* Description of the task: The records below need retyping in full; give them again exactly.

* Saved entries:
· · · ·

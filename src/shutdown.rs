//! Process-wide cancellation signal
//!
//! One [`Shutdown`] is created at startup and cloned into every task that can block: the harness server, the
//! dispatcher and each browser session. Triggering it is idempotent and wakes every waiter.

use std::sync::Arc;

use tokio::sync::watch;

#[derive(Debug, Clone)]
pub struct Shutdown {
    tx: Arc<watch::Sender<bool>>,
    rx: watch::Receiver<bool>,
}

impl Default for Shutdown {
    fn default() -> Self {
        Self::new()
    }
}

impl Shutdown {
    pub fn new() -> Self {
        let (tx, rx) = watch::channel(false);
        Self { tx: Arc::new(tx), rx }
    }

    /// Fire the signal. Later calls are no-ops.
    pub fn trigger(&self) {
        self.tx.send_if_modified(|fired| !std::mem::replace(fired, true));
    }

    pub fn is_triggered(&self) -> bool {
        *self.rx.borrow()
    }

    /// Resolve once the signal has fired (immediately if it already has).
    pub async fn cancelled(&self) {
        let mut rx = self.rx.clone();
        // The sender lives as long as any clone of `self`, so `wait_for` cannot observe a closed channel here.
        let _ = rx.wait_for(|fired| *fired).await;
    }

    /// Trigger on SIGINT (Ctrl-C) or, on Unix, SIGTERM.
    pub fn listen_for_signals(&self) {
        let shutdown = self.clone();
        tokio::spawn(async move {
            wait_for_signal().await;
            tracing::info!("interrupted, cancelling running tests");
            shutdown.trigger();
        });
    }
}

#[cfg(unix)]
async fn wait_for_signal() {
    use tokio::signal::unix::{SignalKind, signal};

    match signal(SignalKind::terminate()) {
        Ok(mut term) => {
            tokio::select! {
                _ = tokio::signal::ctrl_c() => {}
                _ = term.recv() => {}
            }
        }
        Err(e) => {
            tracing::warn!("cannot listen for SIGTERM: {e}");
            let _ = tokio::signal::ctrl_c().await;
        }
    }
}

#[cfg(not(unix))]
async fn wait_for_signal() {
    let _ = tokio::signal::ctrl_c().await;
}
//! Name the host binding a harness page reports through.
//!
//! Bindings are global to a browser session, so every job gets its own name derived from a job id. The name is also
//! passed to the harness page in its URL, which is why it is restricted to a conservative identifier alphabet.

/// Prefix shared by every capture binding.
pub const BINDING_PREFIX: &str = "__qutest_run_end_";

const MAX_BINDING_LEN: usize = 64;

/// Build the binding name for a job.
///
/// ## Parameters
/// - `job_id`: a process-unique job number.
///
/// ## Returns
/// - (`String`): a JavaScript identifier such as `__qutest_run_end_7`.
pub fn binding_name(job_id: u64) -> String {
    format!("{BINDING_PREFIX}{job_id}")
}

/// Check that a name is one this crate could have produced.
///
/// The harness server uses this before embedding a requested name in a page.
pub fn is_valid_binding_name(name: &str) -> bool {
    let Some(suffix) = name.strip_prefix(BINDING_PREFIX) else {
        return false;
    };
    name.len() <= MAX_BINDING_LEN && !suffix.is_empty() && suffix.bytes().all(|b| b.is_ascii_digit())
}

· · · ·

* Output:
filename src/shutdown.rs
//! Process-wide cancellation signal
//!
//! One [`Shutdown`] is created at startup and cloned into every task that can block: the harness server, the
//! dispatcher and each browser session. Triggering it is idempotent and wakes every waiter.

use std::sync::Arc;

use tokio::sync::watch;

#[derive(Debug, Clone)]
pub struct Shutdown {
    tx: Arc<watch::Sender<bool>>,
    rx: watch::Receiver<bool>,
}

impl Default for Shutdown {
    fn default() -> Self {
        Self::new()
    }
}

impl Shutdown {
    pub fn new() -> Self {
        let (tx, rx) = watch::channel(false);
        Self { tx: Arc::new(tx), rx }
    }

    /// Fire the signal. Later calls are no-ops.
    pub fn trigger(&self) {
        self.tx.send_if_modified(|fired| !std::mem::replace(fired, true));
    }

    pub fn is_triggered(&self) -> bool {
        *self.rx.borrow()
    }

    /// Resolve once the signal has fired (immediately if it already has).
    pub async fn cancelled(&self) {
        let mut rx = self.rx.clone();
        // The sender lives as long as any clone of `self`, so `wait_for` cannot observe a closed channel here.
        let _ = rx.wait_for(|fired| *fired).await;
    }

    /// Trigger on SIGINT (Ctrl-C) or, on Unix, SIGTERM.
    pub fn listen_for_signals(&self) {
        let shutdown = self.clone();
        tokio::spawn(async move {
            wait_for_signal().await;
            tracing::info!("interrupted, cancelling running tests");
            shutdown.trigger();
        });
    }
}

#[cfg(unix)]
async fn wait_for_signal() {
    use tokio::signal::unix::{SignalKind, signal};

    match signal(SignalKind::terminate()) {
        Ok(mut term) => {
            tokio::select! {
                _ = tokio::signal::ctrl_c() => {}
                _ = term.recv() => {}
            }
        }
        Err(e) => {
            tracing::warn!("cannot listen for SIGTERM: {e}");
            let _ = tokio::signal::ctrl_c().await;
        }
    }
}

#[cfg(not(unix))]
async fn wait_for_signal() {
    let _ = tokio::signal::ctrl_c().await;
}
//! Name the host binding a harness page reports through.
//!
//! Bindings are global to a browser session, so every job gets its own name derived from a job id. The name is also
//! passed to the harness page in its URL, which is why it is restricted to a conservative identifier alphabet.

/// Prefix shared by every capture binding.
pub const BINDING_PREFIX: &str = "__qutest_run_end_";

const MAX_BINDING_LEN: usize = 64;

/// Build the binding name for a job.
///
/// ## Parameters
/// - `job_id`: a process-unique job number.
///
/// ## Returns
/// - (`String`): a JavaScript identifier such as `__qutest_run_end_7`.
pub fn binding_name(job_id: u64) -> String {
    format!("{BINDING_PREFIX}{job_id}")
}

/// Check that a name is one this crate could have produced.
///
/// The harness server uses this before embedding a requested name in a page.
pub fn is_valid_binding_name(name: &str) -> bool {
    let Some(suffix) = name.strip_prefix(BINDING_PREFIX) else {
        return false;
    };
    name.len() <= MAX_BINDING_LEN && !suffix.is_empty() && suffix.bytes().all(|b| b.is_ascii_digit())
}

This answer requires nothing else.